Utomi made the call as he delivered the 11th Jackson Annual Lecture of the Department of Mass Communication, University of Nigeria, Nsukka. Utomi is an alumnus of the school. He spoke on “The media and the development challenge in Nigeria at a time of crisis”.
The noted political economist and professor of entrepreneurship asserted that it is imperative for the media to play this role as Nigeria confronts crisis on various fronts. To do so, however, media organisations must strengthen their institutional structures and strategies.
Utomi asserted that for the media to deploy the agenda-setting theory to its duties, “the media has to understand what shapes human progress and speeds up economic growth”. He suggested the application of the Growth Drivers Framework of six interdependent variables. The variables are policy choice, institutions, human capital, entrepreneurship, culture and leadership.
Agenda setting tasks for the media include helping to enhance rigour in policy choice, encouraging a culture of reasoned public conversation on policy matters and playing up the activities of civil society that results in stronger institutions with more effective investment in human capital, Utomi stated. He said these would lead to “more virile entrepreneurship and economic growth resulting therefrom”.
Noting the presence of strong private media in Nigeria, Utomi said the Nigeria media should play a role similar to their counterparts elsewhere. “Private media played an enormous role in the evolution of the American free enterprise system and the shared values that define nation-building there. America’s success comes significantly from how the media helps build the legitimacy of American institutions.”

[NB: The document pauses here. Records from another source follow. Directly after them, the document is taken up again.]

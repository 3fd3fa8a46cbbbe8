// crates/mission-warden-core/src/core/evidence.rs
// ============================================================================
// Module: Mission Warden Evidence Bundles
// Description: Evidence bundle manifest schema and record types.
// Purpose: Define the tamper-checkable audit record of one mission run.
// Dependencies: crate::core::{hashing, identifiers, mandate, time}, serde, thiserror
// ============================================================================

//! ## Overview
//! An evidence bundle is the audit record of one dispatcher run: planned,
//! executed, and skipped tasks, every tool-call attempt with input and output
//! hashes, recorded artifacts, unit test results, and typed checkpoints. Each
//! record carries a monotone `seq` assigned by the recorder, so total event
//! order survives persistence. The manifest is owned by exactly one run and
//! written as canonical JSON; loading fails closed on unknown versions.

// ============================================================================
// SECTION: Imports
// ============================================================================

use std::fmt;

use serde::Deserialize;
use serde::Serialize;
use thiserror::Error;

use crate::core::hashing::DEFAULT_HASH_ALGORITHM;
use crate::core::hashing::HashDigest;
use crate::core::hashing::HashError;
use crate::core::identifiers::BundleId;
use crate::core::identifiers::CallId;
use crate::core::identifiers::CanonicalAgentId;
use crate::core::identifiers::MissionId;
use crate::core::identifiers::PipelineRunId;
use crate::core::identifiers::TaskId;
use crate::core::identifiers::ToolName;
use crate::core::mandate::Mandate;
use crate::core::time::Timestamp;

// ============================================================================
// SECTION: Constants
// ============================================================================

/// Manifest schema version written by this crate.
pub const MANIFEST_VERSION: &str = "v1";

// ============================================================================
// SECTION: Bundle Status
// ============================================================================

/// Lifecycle status of an evidence bundle.
///
/// # Invariants
///
/// - Transitions are monotone: `InProgress` moves to exactly one terminal
///   state and never back.
#[derive(Debug, Clone, Copy, PartialEq, Eq, Serialize, Deserialize)]
#[serde(rename_all = "snake_case")]
pub enum BundleStatus {
    /// The run is still recording.
    InProgress,
    /// The run finished; every non-skipped task succeeded.
    Completed,
    /// The run finished with a failure.
    Failed,
    /// The run was cancelled before finishing.
    Aborted,
}

impl BundleStatus {
    /// Returns the status as its serialized string form.
    #[must_use]
    pub const fn as_str(&self) -> &'static str {
        match self {
            Self::InProgress => "in_progress",
            Self::Completed => "completed",
            Self::Failed => "failed",
            Self::Aborted => "aborted",
        }
    }

    /// Returns true for `Completed`, `Failed`, and `Aborted`.
    #[must_use]
    pub const fn is_terminal(&self) -> bool {
        !matches!(self, Self::InProgress)
    }
}

impl fmt::Display for BundleStatus {
    fn fmt(&self, f: &mut fmt::Formatter<'_>) -> fmt::Result {
        f.write_str(self.as_str())
    }
}

// ============================================================================
// SECTION: Manifest Records
// ============================================================================

/// A task skipped without execution, with the reason recorded.
#[derive(Debug, Clone, PartialEq, Eq, Serialize, Deserialize)]
#[serde(deny_unknown_fields)]
pub struct SkippedTask {
    /// Monotone sequence number within the bundle.
    pub seq: u64,
    /// Derived identifier of the skipped task.
    pub task_id: TaskId,
    /// Why the task did not run.
    pub reason: String,
}

/// One external agent invocation attempt.
///
/// Every attempt is recorded, including retries that later succeed; the
/// input and output hashes allow offline integrity checks without replaying
/// the call.
#[derive(Debug, Clone, PartialEq, Eq, Serialize, Deserialize)]
#[serde(deny_unknown_fields)]
pub struct ToolCallRecord {
    /// Monotone sequence number within the bundle.
    pub seq: u64,
    /// Identifier of this call attempt.
    pub call_id: CallId,
    /// Task the call executed for.
    pub task_id: TaskId,
    /// Canonical agent that handled the call.
    pub agent: CanonicalAgentId,
    /// External tool the task declared, when any.
    pub tool: Option<ToolName>,
    /// Attempt number, starting at 1.
    pub attempt: u32,
    /// Canonical hash of the invocation inputs.
    pub input_hash: HashDigest,
    /// Canonical hash of the output payload, absent on failure.
    pub output_hash: Option<HashDigest>,
    /// Whether the call succeeded.
    pub success: bool,
    /// Adapter-reported error message on failure.
    pub error: Option<String>,
    /// Wall-clock duration reported by the adapter.
    pub duration_ms: u64,
    /// When the attempt was recorded.
    pub at: Timestamp,
}

/// A file artifact attested at recording time.
///
/// The hash is computed when the artifact is added and never refreshed;
/// later mutation of the file is exactly what `validate_artifacts` detects.
#[derive(Debug, Clone, PartialEq, Eq, Serialize, Deserialize)]
#[serde(deny_unknown_fields)]
pub struct ArtifactRecord {
    /// Monotone sequence number within the bundle.
    pub seq: u64,
    /// Task that produced the artifact, when known.
    pub task_id: Option<TaskId>,
    /// Artifact path as recorded.
    pub path: String,
    /// File size at recording time.
    pub size_bytes: u64,
    /// Content hash at recording time.
    pub hash: HashDigest,
    /// When the artifact was recorded.
    pub at: Timestamp,
}

/// One unit test result reported by an agent.
#[derive(Debug, Clone, PartialEq, Eq, Serialize, Deserialize)]
#[serde(deny_unknown_fields)]
pub struct UnitTestRecord {
    /// Monotone sequence number within the bundle.
    pub seq: u64,
    /// Task the test ran under, when known.
    pub task_id: Option<TaskId>,
    /// Test name as reported.
    pub name: String,
    /// Whether the test passed.
    pub passed: bool,
    /// Test duration as reported.
    pub duration_ms: u64,
    /// When the result was recorded.
    pub at: Timestamp,
}

/// Typed checkpoint kinds recorded during a run.
#[derive(Debug, Clone, Copy, PartialEq, Eq, Serialize, Deserialize)]
#[serde(rename_all = "snake_case")]
pub enum CheckpointKind {
    /// The mission compiled; the message carries the plan hash.
    MissionCompiled,
    /// A task was parked awaiting approval.
    TaskSuspended,
    /// A previously suspended task re-entered evaluation.
    TaskResumed,
    /// A failed attempt is being retried.
    TaskRetried,
    /// A legacy alias was used for an agent reference.
    AliasDeprecated,
    /// The run was asked to cancel.
    CancellationRequested,
    /// Cumulative spend passed the mandate budget.
    BudgetExhausted,
}

/// A typed checkpoint with free-text detail.
#[derive(Debug, Clone, PartialEq, Eq, Serialize, Deserialize)]
#[serde(deny_unknown_fields)]
pub struct CheckpointRecord {
    /// Monotone sequence number within the bundle.
    pub seq: u64,
    /// What kind of event this marks.
    pub kind: CheckpointKind,
    /// Task the checkpoint concerns, when any.
    pub task_id: Option<TaskId>,
    /// Free-text detail.
    pub message: String,
    /// When the checkpoint was recorded.
    pub at: Timestamp,
}

// ============================================================================
// SECTION: Manifest
// ============================================================================

/// The persisted audit record of one mission run.
///
/// # Invariants
///
/// - Owned by exactly one dispatcher run while `InProgress`.
/// - Record lists are append-only; `seq` values are unique and increasing
///   across all record types in one bundle.
/// - `mandate_snapshot` is frozen at creation and never tracks later
///   approval-state changes.
/// - `error_message` is non-empty whenever `status` is `Failed` or `Aborted`.
#[derive(Debug, Clone, PartialEq, Serialize, Deserialize)]
#[serde(deny_unknown_fields)]
pub struct EvidenceBundleManifest {
    /// Manifest schema version; checked fail-closed on load.
    pub manifest_version: String,
    /// Bundle identifier; names the storage directory.
    pub bundle_id: BundleId,
    /// Mission the bundle records, when the run had one.
    pub mission_id: Option<MissionId>,
    /// Pipeline run correlation identifier, when supplied by the host.
    pub pipeline_run_id: Option<PipelineRunId>,
    /// When recording started.
    pub created_at: Timestamp,
    /// When the bundle reached a terminal status.
    pub finalized_at: Option<Timestamp>,
    /// Mandate in force at creation, copied and never mutated after.
    pub mandate_snapshot: Option<Mandate>,
    /// Current lifecycle status.
    pub status: BundleStatus,
    /// Terminal error message for failed or aborted runs.
    pub error_message: Option<String>,
    /// Derived identifiers of every planned task, in plan order.
    pub tasks_planned: Vec<TaskId>,
    /// Tasks that executed successfully, in completion order.
    pub tasks_executed: Vec<TaskId>,
    /// Tasks skipped without execution, with reasons.
    pub tasks_skipped: Vec<SkippedTask>,
    /// Canonical agents invoked, each once, in first-invocation order.
    pub agents_invoked: Vec<CanonicalAgentId>,
    /// Every agent invocation attempt.
    pub tool_calls: Vec<ToolCallRecord>,
    /// Attested file artifacts.
    pub artifacts: Vec<ArtifactRecord>,
    /// Unit test results reported by agents.
    pub tests_run: Vec<UnitTestRecord>,
    /// Typed checkpoints.
    pub checkpoints: Vec<CheckpointRecord>,
}

impl EvidenceBundleManifest {
    /// Creates an empty in-progress manifest.
    #[must_use]
    pub fn new(
        bundle_id: BundleId,
        mission_id: Option<MissionId>,
        pipeline_run_id: Option<PipelineRunId>,
        mandate_snapshot: Option<Mandate>,
        created_at: Timestamp,
    ) -> Self {
        Self {
            manifest_version: MANIFEST_VERSION.to_string(),
            bundle_id,
            mission_id,
            pipeline_run_id,
            created_at,
            finalized_at: None,
            mandate_snapshot,
            status: BundleStatus::InProgress,
            error_message: None,
            tasks_planned: Vec::new(),
            tasks_executed: Vec::new(),
            tasks_skipped: Vec::new(),
            agents_invoked: Vec::new(),
            tool_calls: Vec::new(),
            artifacts: Vec::new(),
            tests_run: Vec::new(),
            checkpoints: Vec::new(),
        }
    }

    /// Returns true once the bundle reached a terminal status.
    #[must_use]
    pub const fn is_terminal(&self) -> bool {
        self.status.is_terminal()
    }

    /// Returns the canonical byte form of the manifest (RFC 8785).
    ///
    /// # Errors
    ///
    /// Returns [`HashError::Canonicalization`] when serialization fails.
    pub fn canonical_bytes(&self) -> Result<Vec<u8>, HashError> {
        crate::core::hashing::canonical_json_bytes(self)
    }

    /// Computes the canonical hash of the manifest.
    ///
    /// # Errors
    ///
    /// Returns [`HashError::Canonicalization`] when serialization fails.
    pub fn content_hash(&self) -> Result<HashDigest, HashError> {
        crate::core::hashing::hash_canonical_json(DEFAULT_HASH_ALGORITHM, self)
    }
}

// ============================================================================
// SECTION: Errors
// ============================================================================

/// Evidence recording and persistence failures.
///
/// Fatal to the run wherever persistence is involved: an unrecorded run must
/// never be reported successful.
#[derive(Debug, Error)]
pub enum EvidenceIoError {
    /// Reading or writing bundle storage failed.
    #[error("evidence io failure at {path}: {source}")]
    Io {
        /// Path involved in the failure.
        path: String,
        /// Underlying io error.
        #[source]
        source: std::io::Error,
    },
    /// A stored manifest could not be parsed.
    #[error("malformed manifest at {path}: {source}")]
    Parse {
        /// Path of the malformed manifest.
        path: String,
        /// Underlying parse error.
        #[source]
        source: serde_json::Error,
    },
    /// The manifest could not be rendered as canonical JSON.
    #[error("manifest canonicalization failed: {0}")]
    Canonicalize(String),
    /// A stored manifest declares a version this crate does not read.
    #[error("unsupported manifest version {found}, expected {expected}")]
    VersionMismatch {
        /// Version string found in storage.
        found: String,
        /// Version this crate reads.
        expected: String,
    },
    /// No stored bundle exists under the requested identifier.
    #[error("no stored bundle: {bundle_id}")]
    NotFound {
        /// The missing bundle identifier.
        bundle_id: String,
    },
    /// An append was attempted after the bundle reached a terminal status.
    #[error("bundle is sealed with status {status}")]
    BundleSealed {
        /// Terminal status the bundle already holds.
        status: BundleStatus,
    },
    /// A second terminal transition was attempted.
    #[error("bundle already finalized as {status}")]
    AlreadyFinalized {
        /// Terminal status the bundle already holds.
        status: BundleStatus,
    },
    /// A shared recorder or store lock was poisoned by a panicking writer.
    #[error("evidence lock poisoned")]
    Poisoned,
}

A noted columnist, Utomi is also a director on the Africa Practice of Deloitte Consulting and served as Director of the Centre for Applied Economics at the Lagos Business School. He believes “the media can make a major contribution to the healing of many wounds that currently define Nigeria, and help construct a melting pot in which recruiting, quality of political actors, prospecting a strong sense of the mission of the generation, powers a new consciousness for progress. But it will take the new vision of the business models of media enterprise and journalists who understand how the media exerts influence and who see the Nehemiah in themselves to make things happen.”